And they’ll be buying the sovereign debt of Japan, and the United Kingdom, and France, and Italy, and Spain too as long as the final Basel III rules and regulations give a thumbs up to the concept of risk-free sovereign debt.  Which is a huge boon to the central banks of the United Kingdom and Japan—which have both expanded their balance sheets in the fight to stabilize their own banking systems and economies. At one further remove it will be a boon to the European Central Bank, which will be able to garner more support for its own expanded balance sheet from EuroZone central banks. The European Central Bank relies on contributions from EuroZone member states for its funding. So far the EuroZone doesn’t issue its own common debt but I think the Greek crisis and Basel III are likely to push the monetary union toward some kind of Eurobond.

The dangers in this “solution” should be pretty clear to anyone who has been following the Greek debt crisis.

First of all, it’s not really a solution. It merely kicks the problem down the road (as the proposed Greek “solution” would do) with a hope that economic conditions will be better in 2013 or 2014 or … for an actual solution.

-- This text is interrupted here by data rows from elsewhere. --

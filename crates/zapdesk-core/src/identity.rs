// SPDX-FileCopyrightText: 2026 Zapdesk Contributors
// SPDX-License-Identifier: MIT OR Apache-2.0

//! WhatsApp address parsing.
//!
//! Gateways hand out addresses in several shapes: `5511999999999@s.whatsapp.net`,
//! `5511999999999@c.us`, `5511999999999:12@s.whatsapp.net` (device suffix),
//! `64081549635686@lid`, or a bare number. This module reduces them to a bare
//! identifier and decides whether it is a real phone number or an opaque LID.

/// E.164 caps subscriber numbers at 15 digits; anything longer is a LID.
pub const MAX_PHONE_DIGITS: usize = 15;

/// What a bare identifier represents.
#[derive(Debug, Clone, Copy, PartialEq, Eq)]
pub enum AddressKind {
    Phone,
    Lid,
}

/// A parsed WhatsApp address.
#[derive(Debug, Clone, PartialEq, Eq)]
pub struct WhatsAppAddress {
    pub id: String,
    pub kind: AddressKind,
}

impl WhatsAppAddress {
    pub fn phone(&self) -> Option<&str> {
        (self.kind == AddressKind::Phone).then_some(self.id.as_str())
    }

    pub fn lid(&self) -> Option<&str> {
        (self.kind == AddressKind::Lid).then_some(self.id.as_str())
    }
}

/// Group chats (`@g.us`) and status/broadcast lists (`@broadcast`).
pub fn is_group_or_broadcast(raw: &str) -> bool {
    raw.contains("@g.us") || raw.contains("@broadcast")
}

/// Strip protocol suffixes and device ids, leaving the bare identifier.
pub fn strip_address(raw: &str) -> String {
    let user = raw.trim().split('@').next().unwrap_or_default();
    let user = user.split(':').next().unwrap_or_default();
    user.trim_start_matches('+').to_string()
}

/// Whether a bare value is too long (or not numeric enough) to be a phone.
pub fn looks_like_lid(value: &str) -> bool {
    let value = value.trim_start_matches('+');
    value.len() > MAX_PHONE_DIGITS || !value.chars().all(|c| c.is_ascii_digit())
}

/// Parse a raw provider address.
///
/// An explicit `@lid` marker, an over-long identifier, or non-digit content
/// all classify the address as a LID so it never lands in a phone column.
pub fn parse_address(raw: &str) -> Option<WhatsAppAddress> {
    let id = strip_address(raw);
    if id.is_empty() {
        return None;
    }
    let kind = if raw.contains("@lid") || looks_like_lid(&id) {
        AddressKind::Lid
    } else {
        AddressKind::Phone
    };
    Some(WhatsAppAddress { id, kind })
}

/// Normalize something that should be a phone number, rejecting LIDs.
pub fn normalize_phone(raw: &str) -> Option<String> {
    match parse_address(raw)? {
        WhatsAppAddress {
            id,
            kind: AddressKind::Phone,
        } => Some(id),
        _ => None,
    }
}
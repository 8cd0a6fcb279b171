// SPDX-FileCopyrightText: 2026 Zapdesk Contributors
// SPDX-License-Identifier: MIT OR Apache-2.0

//! Post-deserialization validation for configuration values.
//!
//! Validates semantic constraints that cannot be expressed via serde attributes,
//! such as valid bind addresses, non-empty paths, and well-formed gateway URLs.

use crate::diagnostic::ConfigError;
use crate::model::ZapdeskConfig;

/// Validate a deserialized configuration for semantic correctness.
///
/// Returns `Ok(())` if all validations pass, or `Err(Vec<ConfigError>)` with
/// all collected validation errors (does not fail fast).
pub fn validate_config(config: &ZapdeskConfig) -> Result<(), Vec<ConfigError>> {
    let mut errors = Vec::new();

    let host = config.server.host.trim();
    if host.is_empty() {
        errors.push(ConfigError::Validation {
            message: "server.host must not be empty".to_string(),
        });
    } else {
        let is_valid_ip = host.parse::<std::net::IpAddr>().is_ok();
        let is_valid_hostname = host
            .chars()
            .all(|c| c.is_alphanumeric() || c == '.' || c == '-' || c == ':');
        if !is_valid_ip && !is_valid_hostname {
            errors.push(ConfigError::Validation {
                message: format!("server.host `{host}` is not a valid IP address or hostname"),
            });
        }
    }

    if config.server.port == 0 {
        errors.push(ConfigError::Validation {
            message: "server.port must not be 0".to_string(),
        });
    }

    if let Some(url) = &config.server.public_url {
        check_url(&mut errors, "server.public_url", url);
    }

    if config.storage.database_path.trim().is_empty() {
        errors.push(ConfigError::Validation {
            message: "storage.database_path must not be empty".to_string(),
        });
    }

    if config.media.root_dir.trim().is_empty() {
        errors.push(ConfigError::Validation {
            message: "media.root_dir must not be empty".to_string(),
        });
    }
    check_url(&mut errors, "media.public_base_url", &config.media.public_base_url);
    if config.media.max_bytes == 0 {
        errors.push(ConfigError::Validation {
            message: "media.max_bytes must be greater than 0".to_string(),
        });
    }

    if let Some(url) = &config.automation.flow_service_url {
        check_url(&mut errors, "automation.flow_service_url", url);
    }

    for (section, url) in [
        ("baileys", &config.baileys.api_url),
        ("evolution", &config.evolution.api_url),
        ("waha", &config.waha.api_url),
        ("wppconnect", &config.wppconnect.api_url),
    ] {
        if let Some(url) = url {
            check_url(&mut errors, &format!("{section}.api_url"), url);
        }
    }

    check_url(&mut errors, "meta.graph_api_url", &config.meta.graph_api_url);

    if config.management.qr_retry_attempts < 1 {
        errors.push(ConfigError::Validation {
            message: "management.qr_retry_attempts must be at least 1".to_string(),
        });
    }

    if errors.is_empty() {
        Ok(())
    } else {
        Err(errors)
    }
}

fn check_url(errors: &mut Vec<ConfigError>, key: &str, url: &str) {
    if !(url.starts_with("http://") || url.starts_with("https://")) {
        errors.push(ConfigError::Validation {
            message: format!("{key} `{url}` must start with http:// or https://"),
        });
    }
}
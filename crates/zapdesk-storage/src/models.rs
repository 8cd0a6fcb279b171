// SPDX-FileCopyrightText: 2026 Zapdesk Contributors
// SPDX-License-Identifier: MIT OR Apache-2.0

//! Row mapping between SQLite and the domain types.
//!
//! The canonical types live in `zapdesk-core::types`; this module owns the
//! column lists and the `Row -> T` conversions shared by the query modules.

use rusqlite::Row;

pub use zapdesk_core::types::{
    Campaign, CampaignContact, Connection, Contact, Conversation, Message, SessionData,
};

use crate::database::parse_column;

pub(crate) const CONNECTION_COLUMNS: &str = "id, name, type, provider, status, qr_code, \
     phone_number, session_data, tenant_id, created_at, updated_at";

pub(crate) const CONTACT_COLUMNS: &str =
    "id, name, name_quality, phone, whatsapp_lid, status, tenant_id, created_at, updated_at";

pub(crate) const CONVERSATION_COLUMNS: &str = "id, contact_id, connection_id, status, \
     last_message_at, unread_count, is_bot_active, kanban_column_id, active_flow_id, \
     created_at, updated_at";

pub(crate) const MESSAGE_COLUMNS: &str = "id, conversation_id, content, message_type, \
     media_url, sender_type, external_id, is_read, delivery_status, created_at";

pub(crate) const CAMPAIGN_CONTACT_COLUMNS: &str =
    "id, campaign_id, contact_id, message_id, status, error_message, updated_at";

pub(crate) fn connection_from_row(row: &Row<'_>) -> rusqlite::Result<Connection> {
    let session_json: String = row.get(7)?;
    let session_data: SessionData = serde_json::from_str(&session_json).map_err(|e| {
        rusqlite::Error::FromSqlConversionFailure(7, rusqlite::types::Type::Text, Box::new(e))
    })?;
    Ok(Connection {
        id: row.get(0)?,
        name: row.get(1)?,
        connection_type: row.get(2)?,
        provider: parse_column(3, row.get(3)?)?,
        status: parse_column(4, row.get(4)?)?,
        qr_code: row.get(5)?,
        phone_number: row.get(6)?,
        session_data,
        tenant_id: row.get(8)?,
        created_at: row.get(9)?,
        updated_at: row.get(10)?,
    })
}

pub(crate) fn contact_from_row(row: &Row<'_>) -> rusqlite::Result<Contact> {
    Ok(Contact {
        id: row.get(0)?,
        name: row.get(1)?,
        name_quality: parse_column(2, row.get(2)?)?,
        phone: row.get(3)?,
        whatsapp_lid: row.get(4)?,
        status: row.get(5)?,
        tenant_id: row.get(6)?,
        created_at: row.get(7)?,
        updated_at: row.get(8)?,
    })
}

pub(crate) fn conversation_from_row(row: &Row<'_>) -> rusqlite::Result<Conversation> {
    Ok(Conversation {
        id: row.get(0)?,
        contact_id: row.get(1)?,
        connection_id: row.get(2)?,
        status: parse_column(3, row.get(3)?)?,
        last_message_at: row.get(4)?,
        unread_count: row.get(5)?,
        is_bot_active: row.get(6)?,
        kanban_column_id: row.get(7)?,
        active_flow_id: row.get(8)?,
        created_at: row.get(9)?,
        updated_at: row.get(10)?,
    })
}

pub(crate) fn message_from_row(row: &Row<'_>) -> rusqlite::Result<Message> {
    let delivery_status = row
        .get::<_, Option<String>>(8)?
        .map(|s| parse_column(8, s))
        .transpose()?;
    Ok(Message {
        id: row.get(0)?,
        conversation_id: row.get(1)?,
        content: row.get(2)?,
        message_type: parse_column(3, row.get(3)?)?,
        media_url: row.get(4)?,
        sender_type: parse_column(5, row.get(5)?)?,
        external_id: row.get(6)?,
        is_read: row.get(7)?,
        delivery_status,
        created_at: row.get(9)?,
    })
}

pub(crate) fn campaign_contact_from_row(row: &Row<'_>) -> rusqlite::Result<CampaignContact> {
    Ok(CampaignContact {
        id: row.get(0)?,
        campaign_id: row.get(1)?,
        contact_id: row.get(2)?,
        message_id: row.get(3)?,
        status: parse_column(4, row.get(4)?)?,
        error_message: row.get(5)?,
        updated_at: row.get(6)?,
    })
}

/// Serialize `session_data` for storage.
pub(crate) fn session_data_json(data: &SessionData) -> rusqlite::Result<String> {
    serde_json::to_string(data).map_err(|e| rusqlite::Error::ToSqlConversionFailure(Box::new(e)))
}
// SPDX-FileCopyrightText: 2026 Zapdesk Contributors
// SPDX-License-Identifier: MIT OR Apache-2.0

//! Zapdesk - WhatsApp webhook ingestion and CRM synchronization.
//!
//! This is the binary entry point for the Zapdesk service.

#[cfg(not(target_env = "msvc"))]
use tikv_jemallocator::Jemalloc;

#[cfg(not(target_env = "msvc"))]
#[global_allocator]
static GLOBAL: Jemalloc = Jemalloc;

mod reconcile;
mod serve;
mod shutdown;

use clap::{Parser, Subcommand};

/// Zapdesk - WhatsApp webhook ingestion and CRM synchronization.
#[derive(Parser, Debug)]
#[command(name = "zapdesk", version, about, long_about = None)]
struct Cli {
    #[command(subcommand)]
    command: Option<Commands>,
}

/// Available subcommands.
#[derive(Subcommand, Debug)]
enum Commands {
    /// Start the webhook and management HTTP server.
    Serve,
    /// Run duplicate-contact reconciliation once and print the report.
    Reconcile,
    /// Inspect Zapdesk configuration.
    Config {
        #[command(subcommand)]
        action: ConfigCommand,
    },
}

#[derive(Subcommand, Debug)]
enum ConfigCommand {
    /// Validate configuration and exit.
    Check,
    /// Print the effective configuration as JSON (secrets redacted).
    Show,
}

#[tokio::main]
async fn main() {
    let cli = Cli::parse();

    let config = match zapdesk_config::load_and_validate() {
        Ok(config) => config,
        Err(errors) => {
            zapdesk_config::render_errors(&errors);
            std::process::exit(1);
        }
    };

    let result = match cli.command {
        Some(Commands::Serve) => {
            init_tracing(&config.server.log_level);
            serve::run_serve(config).await
        }
        Some(Commands::Reconcile) => {
            init_tracing(&config.server.log_level);
            reconcile::run_reconcile(config).await
        }
        Some(Commands::Config { action: ConfigCommand::Check }) => {
            println!("zapdesk: configuration is valid");
            Ok(())
        }
        Some(Commands::Config { action: ConfigCommand::Show }) => {
            println!("{}", redacted_config_json(&config));
            Ok(())
        }
        None => {
            println!("zapdesk: use --help for available commands");
            Ok(())
        }
    };

    if let Err(e) = result {
        eprintln!("error: {e}");
        std::process::exit(1);
    }
}

/// Initialize the tracing subscriber. `RUST_LOG` overrides the configured level.
fn init_tracing(log_level: &str) {
    use tracing_subscriber::EnvFilter;

    let filter = EnvFilter::try_from_default_env()
        .unwrap_or_else(|_| EnvFilter::new(format!("zapdesk={log_level},warn")));

    tracing_subscriber::fmt()
        .with_env_filter(filter)
        .with_target(true)
        .with_thread_names(false)
        .init();
}

const SECRET_KEYS: &[&str] = &[
    "bearer_token",
    "api_key",
    "secret_key",
    "verify_token",
    "app_secret",
    "flow_service_token",
];

fn redacted_config_json(config: &zapdesk_config::ZapdeskConfig) -> String {
    let mut value = serde_json::to_value(config).unwrap_or(serde_json::Value::Null);
    redact(&mut value);
    serde_json::to_string_pretty(&value).unwrap_or_default()
}

fn redact(value: &mut serde_json::Value) {
    match value {
        serde_json::Value::Object(map) => {
            for (key, v) in map.iter_mut() {
                if SECRET_KEYS.contains(&key.as_str()) && !v.is_null() {
                    *v = serde_json::Value::String("[redacted]".into());
                } else {
                    redact(v);
                }
            }
        }
        serde_json::Value::Array(items) => items.iter_mut().for_each(redact),
        _ => {}
    }
}

#[cfg(test)]
mod tests {
    use super::*;

    #[test]
    #[cfg(not(target_env = "msvc"))]
    fn jemalloc_is_active() {
        use tikv_jemalloc_ctl::{epoch, stats};
        epoch::advance().unwrap();
        let allocated = stats::allocated::read().unwrap();
        assert!(allocated > 0, "jemalloc should report non-zero allocation");
    }

    #[test]
    fn default_config_is_valid() {
        let config = zapdesk_config::load_and_validate_str("").expect("defaults should validate");
        assert_eq!(config.server.port, 8080);
    }

    #[test]
    fn cli_parses_config_check() {
        let cli = Cli::try_parse_from(["zapdesk", "config", "check"]).unwrap();
        assert!(matches!(
            cli.command,
            Some(Commands::Config { action: ConfigCommand::Check })
        ));
    }

    #[test]
    fn show_redacts_secrets() {
        let mut config = zapdesk_config::ZapdeskConfig::default();
        config.server.bearer_token = Some("tok-abc".into());
        config.evolution.api_key = Some("evo-key".into());
        let json = redacted_config_json(&config);
        assert!(!json.contains("tok-abc"));
        assert!(!json.contains("evo-key"));
        assert!(json.contains("[redacted]"));
    }
}
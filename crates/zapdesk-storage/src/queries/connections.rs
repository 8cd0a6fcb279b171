// SPDX-FileCopyrightText: 2026 Zapdesk Contributors
// SPDX-License-Identifier: MIT OR Apache-2.0

//! Connection CRUD and webhook routing lookups.

use rusqlite::{OptionalExtension, params};
use zapdesk_core::event::RouteKey;
use zapdesk_core::types::{Provider, now_timestamp};
use zapdesk_core::ZapdeskError;

use crate::database::Database;
use crate::models::{CONNECTION_COLUMNS, Connection, connection_from_row, session_data_json};

/// Insert a new connection.
pub async fn create_connection(db: &Database, connection: &Connection) -> Result<(), ZapdeskError> {
    let c = connection.clone();
    db.connection()
        .call(move |conn| {
            let session = session_data_json(&c.session_data)?;
            conn.execute(
                "INSERT INTO connections (id, name, type, provider, status, qr_code, phone_number,
                                          session_data, tenant_id, created_at, updated_at)
                 VALUES (?1, ?2, ?3, ?4, ?5, ?6, ?7, ?8, ?9, ?10, ?11)",
                params![
                    c.id,
                    c.name,
                    c.connection_type,
                    c.provider.to_string(),
                    c.status.to_string(),
                    c.qr_code,
                    c.phone_number,
                    session,
                    c.tenant_id,
                    c.created_at,
                    c.updated_at,
                ],
            )?;
            Ok(())
        })
        .await
        .map_err(crate::database::map_tr_err)
}

/// Get a connection by ID.
pub async fn get_connection(db: &Database, id: &str) -> Result<Option<Connection>, ZapdeskError> {
    let id = id.to_string();
    db.connection()
        .call(move |conn| {
            let sql = format!("SELECT {CONNECTION_COLUMNS} FROM connections WHERE id = ?1");
            conn.query_row(&sql, params![id], connection_from_row)
                .optional()
        })
        .await
        .map_err(crate::database::map_tr_err)
}

/// Find the connection a webhook is addressed to.
///
/// Session names live in `session_data.sessionName`; connections created
/// without one are addressed by their `name`.
pub async fn find_connection(
    db: &Database,
    provider: Provider,
    route: &RouteKey,
) -> Result<Option<Connection>, ZapdeskError> {
    let provider = provider.to_string();
    let route = route.clone();
    db.connection()
        .call(move |conn| {
            let filter = match &route {
                RouteKey::SessionName(_) => {
                    "(json_extract(session_data, '$.sessionName') = ?2
                      OR (json_extract(session_data, '$.sessionName') IS NULL AND name = ?2))"
                }
                RouteKey::ConnectionName(_) => "name = ?2",
                RouteKey::PhoneNumberId(_) => "json_extract(session_data, '$.phoneNumberId') = ?2",
            };
            let sql = format!(
                "SELECT {CONNECTION_COLUMNS} FROM connections
                 WHERE provider = ?1 AND {filter}
                 ORDER BY created_at ASC LIMIT 1"
            );
            conn.query_row(&sql, params![provider, route.value()], connection_from_row)
                .optional()
        })
        .await
        .map_err(crate::database::map_tr_err)
}

/// List all connections, oldest first.
pub async fn list_connections(db: &Database) -> Result<Vec<Connection>, ZapdeskError> {
    db.connection()
        .call(move |conn| {
            let sql = format!("SELECT {CONNECTION_COLUMNS} FROM connections ORDER BY created_at ASC");
            let mut stmt = conn.prepare(&sql)?;
            let rows = stmt
                .query_map([], connection_from_row)?
                .collect::<Result<Vec<_>, _>>()?;
            Ok(rows)
        })
        .await
        .map_err(crate::database::map_tr_err)
}

/// Overwrite the mutable columns of a connection.
pub async fn update_connection(db: &Database, connection: &Connection) -> Result<(), ZapdeskError> {
    let c = connection.clone();
    let updated = db
        .connection()
        .call(move |conn| {
            let session = session_data_json(&c.session_data)?;
            conn.execute(
                "UPDATE connections
                 SET name = ?2, status = ?3, qr_code = ?4, phone_number = ?5,
                     session_data = ?6, tenant_id = ?7, updated_at = ?8
                 WHERE id = ?1",
                params![
                    c.id,
                    c.name,
                    c.status.to_string(),
                    c.qr_code,
                    c.phone_number,
                    session,
                    c.tenant_id,
                    now_timestamp(),
                ],
            )
        })
        .await
        .map_err(crate::database::map_tr_err)?;
    if updated == 0 {
        return Err(ZapdeskError::NotFound {
            entity: "connection",
            id: connection.id.clone(),
        });
    }
    Ok(())
}

/// Delete a connection and, by cascade, its conversations.
pub async fn delete_connection(db: &Database, id: &str) -> Result<(), ZapdeskError> {
    let id = id.to_string();
    db.connection()
        .call(move |conn| {
            conn.execute("DELETE FROM connections WHERE id = ?1", params![id])?;
            Ok(())
        })
        .await
        .map_err(crate::database::map_tr_err)
}

#[cfg(test)]
mod tests {
    use super::*;
    use tempfile::tempdir;
    use zapdesk_core::types::ConnectionStatus;

    async fn setup_db() -> (Database, tempfile::TempDir) {
        let dir = tempdir().unwrap();
        let db_path = dir.path().join("test.db");
        let db = Database::open(db_path.to_str().unwrap()).await.unwrap();
        (db, dir)
    }

    #[tokio::test]
    async fn create_and_get_round_trips_session_data() {
        let (db, _dir) = setup_db().await;
        let mut c = Connection::new("Loja Centro", Provider::WppConnect);
        c.session_data.token = Some("tok".into());
        c.session_data.engine = Some("wppconnect".into());
        create_connection(&db, &c).await.unwrap();

        let fetched = get_connection(&db, &c.id).await.unwrap().unwrap();
        assert_eq!(fetched, c);
        assert!(get_connection(&db, "missing").await.unwrap().is_none());
    }

    #[tokio::test]
    async fn find_by_session_name_falls_back_to_name() {
        let (db, _dir) = setup_db().await;
        let plain = Connection::new("vendas", Provider::Waha);
        let mut named = Connection::new("Suporte", Provider::Waha);
        named.session_data.session_name = Some("suporte_session".into());
        create_connection(&db, &plain).await.unwrap();
        create_connection(&db, &named).await.unwrap();

        let by_name = find_connection(&db, Provider::Waha, &RouteKey::SessionName("vendas".into()))
            .await
            .unwrap()
            .unwrap();
        assert_eq!(by_name.id, plain.id);

        let by_session = find_connection(
            &db,
            Provider::Waha,
            &RouteKey::SessionName("suporte_session".into()),
        )
        .await
        .unwrap()
        .unwrap();
        assert_eq!(by_session.id, named.id);

        // Name no longer matches once a session name is set.
        assert!(
            find_connection(&db, Provider::Waha, &RouteKey::SessionName("Suporte".into()))
                .await
                .unwrap()
                .is_none()
        );
    }

    #[tokio::test]
    async fn find_is_scoped_to_provider() {
        let (db, _dir) = setup_db().await;
        let c = Connection::new("inst1", Provider::Evolution);
        create_connection(&db, &c).await.unwrap();

        let route = RouteKey::ConnectionName("inst1".into());
        assert!(find_connection(&db, Provider::Evolution, &route).await.unwrap().is_some());
        assert!(find_connection(&db, Provider::Baileys, &route).await.unwrap().is_none());
    }

    #[tokio::test]
    async fn find_by_phone_number_id() {
        let (db, _dir) = setup_db().await;
        let mut c = Connection::new("cloud", Provider::Meta);
        c.session_data.phone_number_id = Some("1098765".into());
        create_connection(&db, &c).await.unwrap();

        let found = find_connection(&db, Provider::Meta, &RouteKey::PhoneNumberId("1098765".into()))
            .await
            .unwrap();
        assert_eq!(found.map(|f| f.id), Some(c.id));
    }

    #[tokio::test]
    async fn connected_row_with_qr_is_rejected() {
        let (db, _dir) = setup_db().await;
        let mut c = Connection::new("x", Provider::Baileys);
        create_connection(&db, &c).await.unwrap();

        c.status = ConnectionStatus::Connected;
        c.qr_code = Some("data:image/png;base64,AAAA".into());
        assert!(update_connection(&db, &c).await.is_err());

        c.qr_code = None;
        c.phone_number = Some("5511999999999".into());
        update_connection(&db, &c).await.unwrap();
        let fetched = get_connection(&db, &c.id).await.unwrap().unwrap();
        assert_eq!(fetched.status, ConnectionStatus::Connected);
        assert_eq!(fetched.phone_number.as_deref(), Some("5511999999999"));
    }

    #[tokio::test]
    async fn update_missing_connection_is_not_found() {
        let (db, _dir) = setup_db().await;
        let c = Connection::new("ghost", Provider::Baileys);
        let err = update_connection(&db, &c).await.unwrap_err();
        assert!(matches!(err, ZapdeskError::NotFound { entity: "connection", .. }));
    }

    #[tokio::test]
    async fn delete_removes_row() {
        let (db, _dir) = setup_db().await;
        let c = Connection::new("gone", Provider::Baileys);
        create_connection(&db, &c).await.unwrap();
        delete_connection(&db, &c.id).await.unwrap();
        assert!(list_connections(&db).await.unwrap().is_empty());
    }
}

Second of all, it involves exactly the same kind of debt-rating deception that was at the heart of the U.S. mortgage-backed securities collapse and that contributed to the Greek debt crisis. Calling sovereign debt risk free and incentivizing banks to buy this debt exposes them to potentially crippling losses if the debt turns out to be something other than risk free. I think it’s naïve to assume that banks will resist these incentives. They certainly didn’t resist the incentives of higher yields and AAA-ratings in the run up to the mortgage-backed securities collapse.

Third of all, this “solution,” if it works, comes with its own built in time limit. Banks will only find the minimal yields of U.S. Treasuries attractive as long as the loan market remains in the tank. When loan demand picks up, the Treasury market is likely to see increased selling by banks eager to get back into the banking business. That could accelerate the pace at which Treasury prices fall and yields climb in any U.S. economic recovery.

Basel III, in short, may rescue the Treasury market in the short term, but it’s also just another reason to worry, if not about 2011, then about 2013.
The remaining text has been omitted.